INSTRUCTIONS TO FOLLOW:
Find each line in the records below that contains the word "VecDeque", and copy it out.

(Data entries)
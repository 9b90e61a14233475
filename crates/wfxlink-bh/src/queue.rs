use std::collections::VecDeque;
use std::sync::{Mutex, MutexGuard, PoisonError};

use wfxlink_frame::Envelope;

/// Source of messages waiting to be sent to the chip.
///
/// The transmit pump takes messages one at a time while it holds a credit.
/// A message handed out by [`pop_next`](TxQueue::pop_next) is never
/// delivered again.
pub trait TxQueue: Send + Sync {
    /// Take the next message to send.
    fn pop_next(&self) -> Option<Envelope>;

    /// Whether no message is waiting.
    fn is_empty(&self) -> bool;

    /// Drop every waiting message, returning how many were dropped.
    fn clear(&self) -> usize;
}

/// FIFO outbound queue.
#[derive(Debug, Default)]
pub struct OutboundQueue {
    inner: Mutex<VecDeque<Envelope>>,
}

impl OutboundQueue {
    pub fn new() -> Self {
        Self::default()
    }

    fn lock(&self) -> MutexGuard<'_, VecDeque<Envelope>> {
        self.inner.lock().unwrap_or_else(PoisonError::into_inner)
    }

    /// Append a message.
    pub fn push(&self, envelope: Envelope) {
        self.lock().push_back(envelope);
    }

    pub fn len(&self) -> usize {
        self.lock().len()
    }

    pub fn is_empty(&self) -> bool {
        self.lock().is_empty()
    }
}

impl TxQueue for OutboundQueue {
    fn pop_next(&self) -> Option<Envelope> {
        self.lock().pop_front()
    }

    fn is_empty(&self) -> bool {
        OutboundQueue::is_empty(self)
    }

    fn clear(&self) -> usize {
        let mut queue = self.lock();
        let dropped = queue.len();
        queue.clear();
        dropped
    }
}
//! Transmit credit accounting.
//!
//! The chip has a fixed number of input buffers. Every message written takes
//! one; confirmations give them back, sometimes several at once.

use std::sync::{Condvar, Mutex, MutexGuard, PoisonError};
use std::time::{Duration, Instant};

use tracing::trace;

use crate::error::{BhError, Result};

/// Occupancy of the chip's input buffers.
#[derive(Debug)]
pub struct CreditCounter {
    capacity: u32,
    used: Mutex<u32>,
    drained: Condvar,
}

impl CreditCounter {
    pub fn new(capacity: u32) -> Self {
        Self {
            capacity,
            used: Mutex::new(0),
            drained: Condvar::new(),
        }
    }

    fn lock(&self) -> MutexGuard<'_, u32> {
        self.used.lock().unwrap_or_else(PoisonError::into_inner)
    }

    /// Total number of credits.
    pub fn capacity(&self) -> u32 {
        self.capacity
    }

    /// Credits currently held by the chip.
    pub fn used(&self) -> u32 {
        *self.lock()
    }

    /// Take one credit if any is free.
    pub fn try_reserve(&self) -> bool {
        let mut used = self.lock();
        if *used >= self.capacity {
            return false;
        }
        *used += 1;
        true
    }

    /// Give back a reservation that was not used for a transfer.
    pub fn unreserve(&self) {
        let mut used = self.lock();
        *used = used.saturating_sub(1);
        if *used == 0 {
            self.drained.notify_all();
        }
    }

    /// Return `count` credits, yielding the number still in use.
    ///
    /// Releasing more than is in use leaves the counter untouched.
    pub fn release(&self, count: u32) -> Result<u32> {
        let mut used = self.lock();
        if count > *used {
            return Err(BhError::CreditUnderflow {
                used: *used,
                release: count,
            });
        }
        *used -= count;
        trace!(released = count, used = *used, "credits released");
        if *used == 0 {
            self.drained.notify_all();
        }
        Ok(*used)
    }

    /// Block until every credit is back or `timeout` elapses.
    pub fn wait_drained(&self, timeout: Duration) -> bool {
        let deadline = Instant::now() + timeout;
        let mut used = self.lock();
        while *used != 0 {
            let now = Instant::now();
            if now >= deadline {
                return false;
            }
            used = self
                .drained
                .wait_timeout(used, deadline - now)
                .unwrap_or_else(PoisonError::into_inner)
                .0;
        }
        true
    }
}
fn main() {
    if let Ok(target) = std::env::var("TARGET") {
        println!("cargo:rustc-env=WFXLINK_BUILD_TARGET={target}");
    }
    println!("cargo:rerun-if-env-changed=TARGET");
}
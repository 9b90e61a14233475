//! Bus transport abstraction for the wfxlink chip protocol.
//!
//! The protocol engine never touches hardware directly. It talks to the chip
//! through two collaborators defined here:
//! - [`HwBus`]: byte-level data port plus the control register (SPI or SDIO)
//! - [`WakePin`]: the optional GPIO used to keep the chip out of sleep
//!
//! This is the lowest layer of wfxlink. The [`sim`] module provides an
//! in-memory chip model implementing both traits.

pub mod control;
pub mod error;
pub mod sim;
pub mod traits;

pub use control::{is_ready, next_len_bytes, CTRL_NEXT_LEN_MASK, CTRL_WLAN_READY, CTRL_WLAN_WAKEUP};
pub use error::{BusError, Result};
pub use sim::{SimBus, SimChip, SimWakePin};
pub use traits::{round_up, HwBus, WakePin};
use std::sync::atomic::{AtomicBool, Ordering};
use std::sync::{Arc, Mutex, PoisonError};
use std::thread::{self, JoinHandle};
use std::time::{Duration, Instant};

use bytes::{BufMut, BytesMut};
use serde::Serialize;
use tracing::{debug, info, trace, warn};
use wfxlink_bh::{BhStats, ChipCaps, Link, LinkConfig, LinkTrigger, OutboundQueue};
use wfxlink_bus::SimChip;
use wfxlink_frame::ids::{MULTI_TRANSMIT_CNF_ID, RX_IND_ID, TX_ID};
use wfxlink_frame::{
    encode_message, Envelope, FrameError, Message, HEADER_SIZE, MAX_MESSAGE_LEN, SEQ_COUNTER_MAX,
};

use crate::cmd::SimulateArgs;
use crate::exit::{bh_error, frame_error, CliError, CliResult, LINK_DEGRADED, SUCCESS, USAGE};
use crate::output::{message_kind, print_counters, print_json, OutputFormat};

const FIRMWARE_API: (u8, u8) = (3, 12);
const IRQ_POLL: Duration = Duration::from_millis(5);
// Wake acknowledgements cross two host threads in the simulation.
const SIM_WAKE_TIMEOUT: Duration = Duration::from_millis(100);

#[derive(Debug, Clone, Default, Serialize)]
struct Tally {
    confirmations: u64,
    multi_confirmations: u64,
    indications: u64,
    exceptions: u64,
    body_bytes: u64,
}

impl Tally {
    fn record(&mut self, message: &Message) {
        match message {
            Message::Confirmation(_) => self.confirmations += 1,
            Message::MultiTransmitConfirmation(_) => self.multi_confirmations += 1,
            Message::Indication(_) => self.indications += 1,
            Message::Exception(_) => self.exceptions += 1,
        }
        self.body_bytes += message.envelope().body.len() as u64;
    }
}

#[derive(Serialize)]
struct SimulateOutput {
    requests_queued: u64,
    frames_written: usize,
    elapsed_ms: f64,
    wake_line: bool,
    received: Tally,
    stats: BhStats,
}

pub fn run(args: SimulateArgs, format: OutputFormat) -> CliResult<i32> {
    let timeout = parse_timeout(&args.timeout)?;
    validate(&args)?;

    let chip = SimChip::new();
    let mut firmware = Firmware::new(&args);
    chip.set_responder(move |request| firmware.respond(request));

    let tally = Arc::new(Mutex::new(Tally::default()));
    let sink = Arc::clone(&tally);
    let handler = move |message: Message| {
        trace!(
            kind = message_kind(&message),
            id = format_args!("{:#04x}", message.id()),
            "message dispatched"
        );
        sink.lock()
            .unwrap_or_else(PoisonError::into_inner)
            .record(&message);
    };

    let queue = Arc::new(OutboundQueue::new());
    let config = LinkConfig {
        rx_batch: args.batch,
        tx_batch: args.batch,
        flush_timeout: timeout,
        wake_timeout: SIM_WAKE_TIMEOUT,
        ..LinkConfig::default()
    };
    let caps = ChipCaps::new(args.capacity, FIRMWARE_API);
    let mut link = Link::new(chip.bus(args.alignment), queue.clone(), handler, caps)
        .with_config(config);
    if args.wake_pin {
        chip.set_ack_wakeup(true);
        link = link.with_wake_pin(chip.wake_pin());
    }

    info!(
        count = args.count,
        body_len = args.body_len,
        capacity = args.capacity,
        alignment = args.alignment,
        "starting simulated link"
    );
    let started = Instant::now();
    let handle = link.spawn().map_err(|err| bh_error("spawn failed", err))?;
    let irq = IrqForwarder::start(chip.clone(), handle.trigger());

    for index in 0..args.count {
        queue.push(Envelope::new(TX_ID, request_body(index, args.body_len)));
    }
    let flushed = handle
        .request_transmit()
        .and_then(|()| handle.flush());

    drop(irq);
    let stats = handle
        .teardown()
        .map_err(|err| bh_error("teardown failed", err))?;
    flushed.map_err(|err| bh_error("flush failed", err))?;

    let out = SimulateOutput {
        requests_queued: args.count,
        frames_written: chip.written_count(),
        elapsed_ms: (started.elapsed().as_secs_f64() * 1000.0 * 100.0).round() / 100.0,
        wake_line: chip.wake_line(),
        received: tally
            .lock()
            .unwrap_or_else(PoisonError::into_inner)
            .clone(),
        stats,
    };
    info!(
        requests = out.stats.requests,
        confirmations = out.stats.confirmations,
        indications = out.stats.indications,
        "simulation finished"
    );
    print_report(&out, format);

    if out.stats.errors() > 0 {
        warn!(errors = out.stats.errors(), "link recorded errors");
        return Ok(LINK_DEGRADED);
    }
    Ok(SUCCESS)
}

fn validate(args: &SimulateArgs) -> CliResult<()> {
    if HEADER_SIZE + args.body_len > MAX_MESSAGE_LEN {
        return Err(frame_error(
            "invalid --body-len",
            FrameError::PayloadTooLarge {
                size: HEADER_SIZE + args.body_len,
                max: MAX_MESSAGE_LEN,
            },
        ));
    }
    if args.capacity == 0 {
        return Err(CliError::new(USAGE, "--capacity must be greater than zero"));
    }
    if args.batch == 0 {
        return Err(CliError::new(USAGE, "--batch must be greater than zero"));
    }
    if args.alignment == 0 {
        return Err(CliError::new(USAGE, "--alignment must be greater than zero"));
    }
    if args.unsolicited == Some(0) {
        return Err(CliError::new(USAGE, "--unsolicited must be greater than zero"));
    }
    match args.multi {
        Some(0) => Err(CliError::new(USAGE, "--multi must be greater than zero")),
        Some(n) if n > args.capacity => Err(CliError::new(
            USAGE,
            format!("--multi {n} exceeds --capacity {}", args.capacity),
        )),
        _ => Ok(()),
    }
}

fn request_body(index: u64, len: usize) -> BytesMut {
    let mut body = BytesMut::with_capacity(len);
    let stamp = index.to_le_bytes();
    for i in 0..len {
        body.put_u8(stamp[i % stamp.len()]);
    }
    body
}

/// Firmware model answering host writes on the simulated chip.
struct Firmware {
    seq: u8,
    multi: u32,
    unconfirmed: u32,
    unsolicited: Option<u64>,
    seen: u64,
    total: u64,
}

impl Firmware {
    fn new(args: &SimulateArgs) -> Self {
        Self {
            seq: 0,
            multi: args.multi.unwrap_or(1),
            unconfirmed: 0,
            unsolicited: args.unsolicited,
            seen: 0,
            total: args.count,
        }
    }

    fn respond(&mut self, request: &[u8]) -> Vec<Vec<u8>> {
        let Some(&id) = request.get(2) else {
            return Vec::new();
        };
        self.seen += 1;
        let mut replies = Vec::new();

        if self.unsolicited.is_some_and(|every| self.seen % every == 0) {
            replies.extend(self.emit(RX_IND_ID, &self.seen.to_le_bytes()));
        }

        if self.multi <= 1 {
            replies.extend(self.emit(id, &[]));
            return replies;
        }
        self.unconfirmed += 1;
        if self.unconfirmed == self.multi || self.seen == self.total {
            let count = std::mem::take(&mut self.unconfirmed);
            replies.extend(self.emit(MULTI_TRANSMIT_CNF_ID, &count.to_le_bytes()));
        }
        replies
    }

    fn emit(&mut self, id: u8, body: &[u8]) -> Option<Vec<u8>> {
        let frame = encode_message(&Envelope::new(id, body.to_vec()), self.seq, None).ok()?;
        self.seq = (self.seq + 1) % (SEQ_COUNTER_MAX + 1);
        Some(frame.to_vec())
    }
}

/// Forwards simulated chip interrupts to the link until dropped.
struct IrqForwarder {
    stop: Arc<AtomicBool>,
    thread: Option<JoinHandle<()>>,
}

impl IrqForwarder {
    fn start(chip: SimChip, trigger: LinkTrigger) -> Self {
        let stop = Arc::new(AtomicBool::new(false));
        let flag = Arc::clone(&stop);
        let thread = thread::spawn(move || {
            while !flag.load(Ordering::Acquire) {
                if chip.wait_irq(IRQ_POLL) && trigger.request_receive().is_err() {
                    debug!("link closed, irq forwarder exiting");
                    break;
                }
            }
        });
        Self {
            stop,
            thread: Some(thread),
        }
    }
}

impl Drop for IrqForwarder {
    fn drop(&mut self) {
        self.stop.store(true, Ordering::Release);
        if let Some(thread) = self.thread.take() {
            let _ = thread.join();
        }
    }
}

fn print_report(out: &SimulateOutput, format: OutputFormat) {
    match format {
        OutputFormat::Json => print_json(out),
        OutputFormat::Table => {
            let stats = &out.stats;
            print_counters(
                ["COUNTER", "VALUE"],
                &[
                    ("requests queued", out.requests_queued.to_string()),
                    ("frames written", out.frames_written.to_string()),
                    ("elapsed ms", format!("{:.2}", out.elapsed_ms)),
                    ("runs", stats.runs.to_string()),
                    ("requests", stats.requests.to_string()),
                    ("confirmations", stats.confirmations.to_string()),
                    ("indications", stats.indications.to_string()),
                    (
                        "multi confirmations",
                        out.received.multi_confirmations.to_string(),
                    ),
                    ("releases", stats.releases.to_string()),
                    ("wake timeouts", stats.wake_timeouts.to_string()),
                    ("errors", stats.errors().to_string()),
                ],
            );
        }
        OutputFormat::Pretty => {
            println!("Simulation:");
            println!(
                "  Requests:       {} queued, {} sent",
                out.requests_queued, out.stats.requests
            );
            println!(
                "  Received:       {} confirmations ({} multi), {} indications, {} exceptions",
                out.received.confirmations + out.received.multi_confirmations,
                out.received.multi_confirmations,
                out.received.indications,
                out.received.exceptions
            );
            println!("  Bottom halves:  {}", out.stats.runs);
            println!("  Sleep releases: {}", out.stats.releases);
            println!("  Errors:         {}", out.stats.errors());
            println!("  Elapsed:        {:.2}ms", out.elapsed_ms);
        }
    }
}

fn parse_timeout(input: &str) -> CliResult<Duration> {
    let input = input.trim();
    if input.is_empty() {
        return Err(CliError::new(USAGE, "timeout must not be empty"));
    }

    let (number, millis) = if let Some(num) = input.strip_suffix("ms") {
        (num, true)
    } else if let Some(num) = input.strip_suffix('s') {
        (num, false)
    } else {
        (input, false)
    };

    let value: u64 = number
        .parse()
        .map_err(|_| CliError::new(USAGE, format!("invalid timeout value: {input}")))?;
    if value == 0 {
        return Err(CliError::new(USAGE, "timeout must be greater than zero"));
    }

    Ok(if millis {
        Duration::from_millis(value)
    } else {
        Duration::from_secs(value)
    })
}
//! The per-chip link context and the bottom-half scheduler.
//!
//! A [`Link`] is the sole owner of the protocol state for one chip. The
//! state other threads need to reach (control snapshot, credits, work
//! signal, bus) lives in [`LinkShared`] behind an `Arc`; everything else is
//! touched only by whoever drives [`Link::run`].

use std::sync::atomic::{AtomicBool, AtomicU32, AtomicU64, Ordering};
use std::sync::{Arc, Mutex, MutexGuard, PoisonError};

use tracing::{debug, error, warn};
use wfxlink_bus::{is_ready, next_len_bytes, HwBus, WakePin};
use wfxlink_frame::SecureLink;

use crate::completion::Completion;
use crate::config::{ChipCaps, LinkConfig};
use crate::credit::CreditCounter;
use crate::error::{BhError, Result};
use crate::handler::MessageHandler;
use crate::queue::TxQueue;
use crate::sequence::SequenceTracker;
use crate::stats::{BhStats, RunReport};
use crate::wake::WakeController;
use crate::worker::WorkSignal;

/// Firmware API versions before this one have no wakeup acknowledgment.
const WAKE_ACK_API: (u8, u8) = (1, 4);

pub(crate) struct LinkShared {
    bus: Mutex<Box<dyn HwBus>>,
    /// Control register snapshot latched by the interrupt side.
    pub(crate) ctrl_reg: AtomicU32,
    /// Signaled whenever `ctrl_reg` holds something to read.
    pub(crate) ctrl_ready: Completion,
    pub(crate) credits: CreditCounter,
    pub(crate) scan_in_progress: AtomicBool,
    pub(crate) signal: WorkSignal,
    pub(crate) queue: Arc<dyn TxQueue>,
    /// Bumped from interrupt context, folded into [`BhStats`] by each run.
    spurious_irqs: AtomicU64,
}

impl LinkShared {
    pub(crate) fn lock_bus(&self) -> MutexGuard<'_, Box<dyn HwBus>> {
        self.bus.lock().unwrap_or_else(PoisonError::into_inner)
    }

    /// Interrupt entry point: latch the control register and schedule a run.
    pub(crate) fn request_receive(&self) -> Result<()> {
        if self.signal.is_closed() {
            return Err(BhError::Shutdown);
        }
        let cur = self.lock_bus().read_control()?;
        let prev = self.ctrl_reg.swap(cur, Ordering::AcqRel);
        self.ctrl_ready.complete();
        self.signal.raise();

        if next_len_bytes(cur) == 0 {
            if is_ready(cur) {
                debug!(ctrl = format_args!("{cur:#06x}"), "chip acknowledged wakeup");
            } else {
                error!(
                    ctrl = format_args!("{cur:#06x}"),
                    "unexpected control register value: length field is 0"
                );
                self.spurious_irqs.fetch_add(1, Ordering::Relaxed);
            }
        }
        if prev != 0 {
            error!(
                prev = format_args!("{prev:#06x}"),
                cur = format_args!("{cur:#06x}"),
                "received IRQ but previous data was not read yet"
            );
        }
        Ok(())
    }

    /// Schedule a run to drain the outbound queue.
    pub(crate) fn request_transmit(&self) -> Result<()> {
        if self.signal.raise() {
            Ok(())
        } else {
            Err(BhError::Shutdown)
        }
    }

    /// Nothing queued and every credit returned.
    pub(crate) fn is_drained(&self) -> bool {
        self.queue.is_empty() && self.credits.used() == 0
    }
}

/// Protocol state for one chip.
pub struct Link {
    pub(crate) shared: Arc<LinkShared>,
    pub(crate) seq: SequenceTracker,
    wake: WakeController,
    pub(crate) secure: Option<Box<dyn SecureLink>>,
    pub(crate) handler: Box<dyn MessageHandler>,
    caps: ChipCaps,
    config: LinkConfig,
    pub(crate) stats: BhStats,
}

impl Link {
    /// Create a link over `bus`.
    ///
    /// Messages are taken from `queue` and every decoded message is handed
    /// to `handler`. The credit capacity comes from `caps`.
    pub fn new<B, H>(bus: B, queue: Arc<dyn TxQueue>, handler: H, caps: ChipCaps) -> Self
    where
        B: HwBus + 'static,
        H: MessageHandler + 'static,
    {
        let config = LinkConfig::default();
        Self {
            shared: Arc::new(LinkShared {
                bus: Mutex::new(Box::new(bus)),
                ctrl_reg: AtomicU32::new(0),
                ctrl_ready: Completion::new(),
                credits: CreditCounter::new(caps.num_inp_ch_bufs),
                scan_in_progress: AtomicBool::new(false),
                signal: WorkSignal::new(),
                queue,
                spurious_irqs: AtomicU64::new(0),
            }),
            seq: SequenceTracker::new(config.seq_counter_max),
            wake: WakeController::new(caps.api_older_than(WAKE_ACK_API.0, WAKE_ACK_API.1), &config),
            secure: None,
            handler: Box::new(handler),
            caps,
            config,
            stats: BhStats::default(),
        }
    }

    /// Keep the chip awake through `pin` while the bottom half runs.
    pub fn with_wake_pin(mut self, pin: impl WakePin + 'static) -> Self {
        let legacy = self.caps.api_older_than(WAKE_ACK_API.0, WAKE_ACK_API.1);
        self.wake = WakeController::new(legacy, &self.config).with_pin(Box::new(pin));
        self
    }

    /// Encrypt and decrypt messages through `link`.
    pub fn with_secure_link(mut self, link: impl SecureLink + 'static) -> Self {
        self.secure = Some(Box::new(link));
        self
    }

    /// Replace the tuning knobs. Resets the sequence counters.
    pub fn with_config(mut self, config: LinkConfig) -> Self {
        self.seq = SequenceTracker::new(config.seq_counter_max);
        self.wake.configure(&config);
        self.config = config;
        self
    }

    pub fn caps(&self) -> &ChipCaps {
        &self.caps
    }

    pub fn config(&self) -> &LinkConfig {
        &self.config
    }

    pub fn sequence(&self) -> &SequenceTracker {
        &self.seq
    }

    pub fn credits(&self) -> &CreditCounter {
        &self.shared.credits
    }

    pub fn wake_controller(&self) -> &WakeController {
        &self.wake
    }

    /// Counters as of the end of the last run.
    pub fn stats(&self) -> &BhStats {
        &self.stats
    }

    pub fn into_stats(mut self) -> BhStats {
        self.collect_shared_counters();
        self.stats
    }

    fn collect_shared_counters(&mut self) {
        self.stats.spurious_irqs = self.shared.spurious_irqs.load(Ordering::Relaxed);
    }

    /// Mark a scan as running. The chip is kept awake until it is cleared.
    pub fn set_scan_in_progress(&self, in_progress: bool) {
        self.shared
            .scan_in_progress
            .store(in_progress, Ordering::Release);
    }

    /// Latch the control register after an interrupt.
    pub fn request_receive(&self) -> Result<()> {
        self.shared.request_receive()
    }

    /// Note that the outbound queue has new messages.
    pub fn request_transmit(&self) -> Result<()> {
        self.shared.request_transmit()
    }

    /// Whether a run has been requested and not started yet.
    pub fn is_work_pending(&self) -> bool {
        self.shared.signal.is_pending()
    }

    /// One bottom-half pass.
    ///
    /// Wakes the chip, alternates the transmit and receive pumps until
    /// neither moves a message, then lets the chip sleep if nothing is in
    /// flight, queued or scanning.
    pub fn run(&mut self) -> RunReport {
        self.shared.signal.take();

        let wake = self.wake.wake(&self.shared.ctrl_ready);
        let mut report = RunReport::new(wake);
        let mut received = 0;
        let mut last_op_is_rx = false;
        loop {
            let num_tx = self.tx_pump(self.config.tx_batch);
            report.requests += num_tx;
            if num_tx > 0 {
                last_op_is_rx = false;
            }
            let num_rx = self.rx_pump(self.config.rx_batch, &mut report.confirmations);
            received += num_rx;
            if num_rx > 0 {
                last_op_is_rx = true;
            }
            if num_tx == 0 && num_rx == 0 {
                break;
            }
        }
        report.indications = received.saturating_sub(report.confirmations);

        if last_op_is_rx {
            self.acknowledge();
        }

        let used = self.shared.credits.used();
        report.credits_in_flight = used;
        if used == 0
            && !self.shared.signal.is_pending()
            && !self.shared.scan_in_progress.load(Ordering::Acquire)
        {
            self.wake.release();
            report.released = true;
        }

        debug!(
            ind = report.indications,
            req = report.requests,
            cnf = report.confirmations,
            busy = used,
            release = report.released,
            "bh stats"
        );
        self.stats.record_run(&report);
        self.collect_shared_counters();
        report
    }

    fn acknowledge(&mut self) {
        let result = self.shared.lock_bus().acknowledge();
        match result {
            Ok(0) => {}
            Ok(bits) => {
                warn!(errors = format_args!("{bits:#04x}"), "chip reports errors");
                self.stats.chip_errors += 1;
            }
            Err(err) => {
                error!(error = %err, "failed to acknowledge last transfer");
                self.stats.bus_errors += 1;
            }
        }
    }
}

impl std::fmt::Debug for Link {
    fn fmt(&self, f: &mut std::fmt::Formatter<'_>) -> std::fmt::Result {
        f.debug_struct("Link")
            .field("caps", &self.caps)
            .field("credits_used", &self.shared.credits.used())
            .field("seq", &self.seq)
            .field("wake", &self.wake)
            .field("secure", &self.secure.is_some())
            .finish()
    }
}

TASK RESULT:
use std::collections::VecDeque;
    inner: Mutex<VecDeque<Envelope>>,
    fn lock(&self) -> MutexGuard<'_, VecDeque<Envelope>> {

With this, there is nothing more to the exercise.